The Nikon F mount: It’s probably fair to say that more lenses were made with the Nikon F mount than with any other. The new mirrorless Z cameras dictate the use of a kludgy adapter with these and you do not get the full functionality of the latest Z optics. But with the Nikon F mount you do get access to some of the finest SLR optics made at ridiculously low cost. My own journey through that cornucopia of choice is best seen here. And all those manual focus Nikkors work with the confirmation light in the viewfinder of the D800, taking the guesswork out of critical focus.The D800 will happily use old screw drive AF-D lenses as well as the latest AF-S optics, not to mention the old and vast range of manual focus lenses.

Weight: The D700 weighed 40ozs, the D3x 50ozs, with the Z6/II and Z9 coming in at 25 and 47ozs (!), respectively. The D800 weighs 35ozs, just 10ozs more than the Z6/II. Not bad.

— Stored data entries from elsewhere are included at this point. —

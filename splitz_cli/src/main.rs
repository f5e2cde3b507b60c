use std::fs::File;
use std::io::{BufReader, Read};
use std::path::{Path, PathBuf};
use std::sync::Arc;

use anyhow::Context;
use clap::{Args, Parser, Subcommand};
use log::info;
use xxhash_rust::xxh3::Xxh3;

use splitz_codecs::codec_by_name;
use splitz_core::{
    compress_file, decompress_file, Codec, CompressStats, DecompressStats, FrameReader,
    StreamConfig, DEFAULT_CHUNK_SIZE, DEFAULT_LEVEL,
};

mod bench;

// ── CLI definition ─────────────────────────────────────────────────────────

#[derive(Parser)]
#[command(
    name = "splitz",
    about = "Byte-split + entropy-coded chunked compression for large binary assets",
    long_about = "Byte-split + entropy-coded chunked compression for large binary assets.\n\n\
                  Without a subcommand, compresses INPUT to COMPRESSED, restores it to \
                  RESTORED, and verifies the restored file against the input.",
    version,
    args_conflicts_with_subcommands = true
)]
struct Cli {
    #[command(subcommand)]
    command: Option<Commands>,

    #[command(flatten)]
    roundtrip: RoundtripArgs,
}

#[derive(Args)]
struct RoundtripArgs {
    /// Source file to compress
    #[arg(default_value = "model.safetensors")]
    input: PathBuf,
    /// Destination for the compressed stream
    #[arg(default_value = "model.safetensors.zst_split")]
    compressed: PathBuf,
    /// Destination for the restored copy
    #[arg(default_value = "model_restored.safetensors")]
    restored: PathBuf,
    #[command(flatten)]
    stream: StreamArgs,
}

#[derive(Args, Clone)]
struct StreamArgs {
    /// Entropy codec: zstd | lz4 | passthrough (must match on decompress)
    #[arg(short, long, default_value = "zstd")]
    codec: String,
    /// Compression level (1–22, only used with --codec zstd)
    #[arg(short, long, default_value_t = DEFAULT_LEVEL,
          value_parser = clap::value_parser!(i32).range(1..=22))]
    level: i32,
    /// Raw bytes per block (default: 52428800 = 50 MiB)
    #[arg(short = 'b', long, default_value_t = DEFAULT_CHUNK_SIZE)]
    chunk_size: usize,
    /// Blocks encoded/decoded in parallel
    #[arg(short, long, default_value_t = 1)]
    workers: usize,
}

impl StreamArgs {
    fn resolve(&self) -> anyhow::Result<(Arc<dyn Codec>, StreamConfig)> {
        let codec = codec_by_name(&self.codec)?;
        let config = StreamConfig::default()
            .with_chunk_size(self.chunk_size)
            .with_level(self.level)
            .with_workers(self.workers);
        config.validate()?;
        Ok((codec, config))
    }
}

#[derive(Subcommand)]
enum Commands {
    /// Compress a file into a splitz stream
    Compress {
        /// Source file to compress
        input: PathBuf,
        /// Destination splitz file
        output: PathBuf,
        #[command(flatten)]
        stream: StreamArgs,
    },
    /// Restore a splitz stream back to raw bytes
    Decompress {
        /// Source splitz file
        input: PathBuf,
        /// Destination file
        output: PathBuf,
        #[command(flatten)]
        stream: StreamArgs,
    },
    /// Print block count, sizes, and ratio by scanning block headers
    Inspect {
        /// splitz file to inspect
        file: PathBuf,
        /// Print per-block details
        #[arg(long)]
        blocks: bool,
    },
    /// Compare byte-split codecs against plain gzip / zstd / lz4 on a sample
    Bench {
        /// File to sample (synthetic bf16 weights are used if it is missing)
        #[arg(default_value = "model.safetensors")]
        file: PathBuf,
        /// Bytes to read from the start of the file
        #[arg(short, long, default_value_t = bench::DEFAULT_SAMPLE_BYTES)]
        sample_bytes: usize,
        /// Compression level for the zstd-based methods
        #[arg(short, long, default_value_t = DEFAULT_LEVEL,
              value_parser = clap::value_parser!(i32).range(1..=22))]
        level: i32,
    },
}

// ── Helpers ────────────────────────────────────────────────────────────────

pub(crate) fn human_bytes(n: u64) -> String {
    const UNITS: &[&str] = &["B", "KB", "MB", "GB", "TB"];
    let mut v = n as f64;
    let mut unit = 0;
    while v >= 1024.0 && unit < UNITS.len() - 1 {
        v /= 1024.0;
        unit += 1;
    }
    if unit == 0 {
        format!("{} B", n)
    } else {
        format!("{:.2} {}", v, UNITS[unit])
    }
}

fn report_compress(stats: &CompressStats) {
    eprintln!("  blocks      : {}", stats.blocks);
    eprintln!("  original    : {}", human_bytes(stats.original_bytes));
    eprintln!("  compressed  : {}", human_bytes(stats.framed_bytes));
    eprintln!("  ratio       : {:.2}x", stats.ratio());
    eprintln!("  throughput  : {}/s", human_bytes(stats.throughput() as u64));
    eprintln!("  elapsed     : {:.3}s", stats.elapsed.as_secs_f64());
}

fn report_decompress(stats: &DecompressStats) {
    eprintln!("  blocks      : {}", stats.blocks);
    eprintln!("  restored    : {}", human_bytes(stats.restored_bytes));
    eprintln!("  throughput  : {}/s", human_bytes(stats.throughput() as u64));
    eprintln!("  elapsed     : {:.3}s", stats.elapsed.as_secs_f64());
}

/// Size and xxh3-64 digest of a file, read in 1 MiB slices.
fn file_digest(path: &Path) -> anyhow::Result<(u64, u64)> {
    let mut src = BufReader::new(
        File::open(path).with_context(|| format!("opening {:?} for verification", path))?,
    );
    let mut hasher = Xxh3::new();
    let mut buf = vec![0u8; 1024 * 1024];
    let mut total = 0u64;
    loop {
        let n = src.read(&mut buf)?;
        if n == 0 {
            break;
        }
        hasher.update(&buf[..n]);
        total += n as u64;
    }
    Ok((total, hasher.digest()))
}

// ── Subcommand implementations ─────────────────────────────────────────────

fn run_compress(input: &Path, output: &Path, stream: &StreamArgs) -> anyhow::Result<CompressStats> {
    let (codec, config) = stream.resolve()?;
    info!(
        "compressing {:?} -> {:?} ({}, level {}, chunk {} bytes, {} worker(s))",
        input,
        output,
        codec.name(),
        config.level,
        config.chunk_size,
        config.workers
    );
    let stats = compress_file(input, output, codec, config)
        .with_context(|| format!("compressing {:?} into {:?}", input, output))?;
    report_compress(&stats);
    Ok(stats)
}

fn run_decompress(
    input: &Path,
    output: &Path,
    stream: &StreamArgs,
) -> anyhow::Result<DecompressStats> {
    let (codec, config) = stream.resolve()?;
    info!("decompressing {:?} -> {:?} ({})", input, output, codec.name());
    let stats = decompress_file(input, output, codec, config)
        .with_context(|| format!("restoring {:?} into {:?}", input, output))?;
    report_decompress(&stats);
    Ok(stats)
}

fn run_roundtrip(args: RoundtripArgs) -> anyhow::Result<()> {
    if !args.input.is_file() {
        anyhow::bail!("File {:?} not found.", args.input);
    }

    eprintln!("Starting compression...");
    run_compress(&args.input, &args.compressed, &args.stream)?;

    eprintln!();
    eprintln!("Starting decompression...");
    run_decompress(&args.compressed, &args.restored, &args.stream)?;

    let (orig_size, orig_hash) = file_digest(&args.input)?;
    let (rest_size, rest_hash) = file_digest(&args.restored)?;
    eprintln!();
    if orig_size != rest_size || orig_hash != rest_hash {
        anyhow::bail!(
            "verification FAILED: original {} bytes (xxh3 {:016x}), restored {} bytes (xxh3 {:016x})",
            orig_size,
            orig_hash,
            rest_size,
            rest_hash
        );
    }
    eprintln!("Verification: OK ({} bytes, xxh3 {:016x})", orig_size, orig_hash);
    Ok(())
}

fn run_inspect(file: PathBuf, show_blocks: bool) -> anyhow::Result<()> {
    let src = File::open(&file).with_context(|| format!("opening {:?}", file))?;
    let file_size = src.metadata()?.len();
    let mut reader = FrameReader::new(BufReader::new(src));

    let mut headers = Vec::new();
    while let Some(header) = reader.read_header()? {
        reader.skip_payload(&header)?;
        headers.push(header);
    }

    let raw: u64 = headers.iter().map(|h| h.original_len as u64).sum();
    let compressed: u64 = headers.iter().map(|h| h.compressed_len as u64).sum();
    let ratio = if compressed == 0 {
        1.0
    } else {
        raw as f64 / compressed as f64
    };

    println!("=== splitz stream: {:?} ===", file);
    println!();
    println!("  block count    : {}", headers.len());
    println!("  raw size       : {}", human_bytes(raw));
    println!("  compressed     : {}", human_bytes(compressed));
    println!("  file on disk   : {}", human_bytes(file_size));
    println!("  ratio          : {:.2}x", ratio);

    if show_blocks {
        println!();
        println!(
            "  {:>8}  {:>14}  {:>12}  {:>12}  {:>8}",
            "block", "file offset", "compressed", "raw", "ratio"
        );
        println!("  {}", "-".repeat(62));
        let mut offset = 0u64;
        for (i, h) in headers.iter().enumerate() {
            let block_ratio = if h.compressed_len == 0 {
                1.0
            } else {
                h.original_len as f64 / h.compressed_len as f64
            };
            println!(
                "  {:>8}  {:>14}  {:>12}  {:>12}  {:>7.2}x",
                i,
                offset,
                human_bytes(h.compressed_len as u64),
                human_bytes(h.original_len as u64),
                block_ratio
            );
            offset += h.framed_len();
        }
    }

    Ok(())
}

// ── Entry point ────────────────────────────────────────────────────────────

fn main() -> anyhow::Result<()> {
    env_logger::Builder::from_env(env_logger::Env::default().default_filter_or("warn")).init();

    let cli = Cli::parse();
    match cli.command {
        None => run_roundtrip(cli.roundtrip),
        Some(Commands::Compress {
            input,
            output,
            stream,
        }) => run_compress(&input, &output, &stream).map(|_| ()),
        Some(Commands::Decompress {
            input,
            output,
            stream,
        }) => run_decompress(&input, &output, &stream).map(|_| ()),
        Some(Commands::Inspect { file, blocks }) => run_inspect(file, blocks),
        Some(Commands::Bench {
            file,
            sample_bytes,
            level,
        }) => bench::run(&file, sample_bytes, level),
    }
}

Cropping: While sensors of 45 megapixels are now common on the high end, the 36 megapixels introduced with the D800 was a revelation. If your lenses are of decent quality then you can extend the long end with cropping rather than carrying extra glass. Here’s a case in point:


D800, 28-300VR at 300mm. ISO 800.


Crop of the above image.

The cropped image is one quarter of the full frame, meaning the focal length equivalent is no less than 1200mm. Handheld. VR is the icing on the cake of the D800’s big sensor. The crop is unprocessed – the minor color fringing and sharpness drop off are easily fixed in Lightroom.

Lightroom: I refuse to ‘upgrade’ to Adobe’s subscription version of Lightroom. I prefer to keep control over my images. My purchased version (6.4) has not been materially improved and natively supports import of D800 RAW files with no special tricks required. All I have to do is plug in my $13 USB3 card reader into the 2010 Mac Pro (still barely improved on by Apple, and adequately powerful to deal with the D800’s large files), with USB3 being a nice way of speedily handling those 70 megapixel uncompressed RAW files. Nice.

In conclusion, if you want a state-of-the-art camera and lens combination, have no issues with buying used, do not wish to spend over $1,000 and lose very little should things not pan out, the D800 with a modern polycarbonate-encased Nikkor AF-S lens is the way to go. And the ergonomics are the best on the market – button placement, feel in the hands, use with gloves, the menu system, and so on.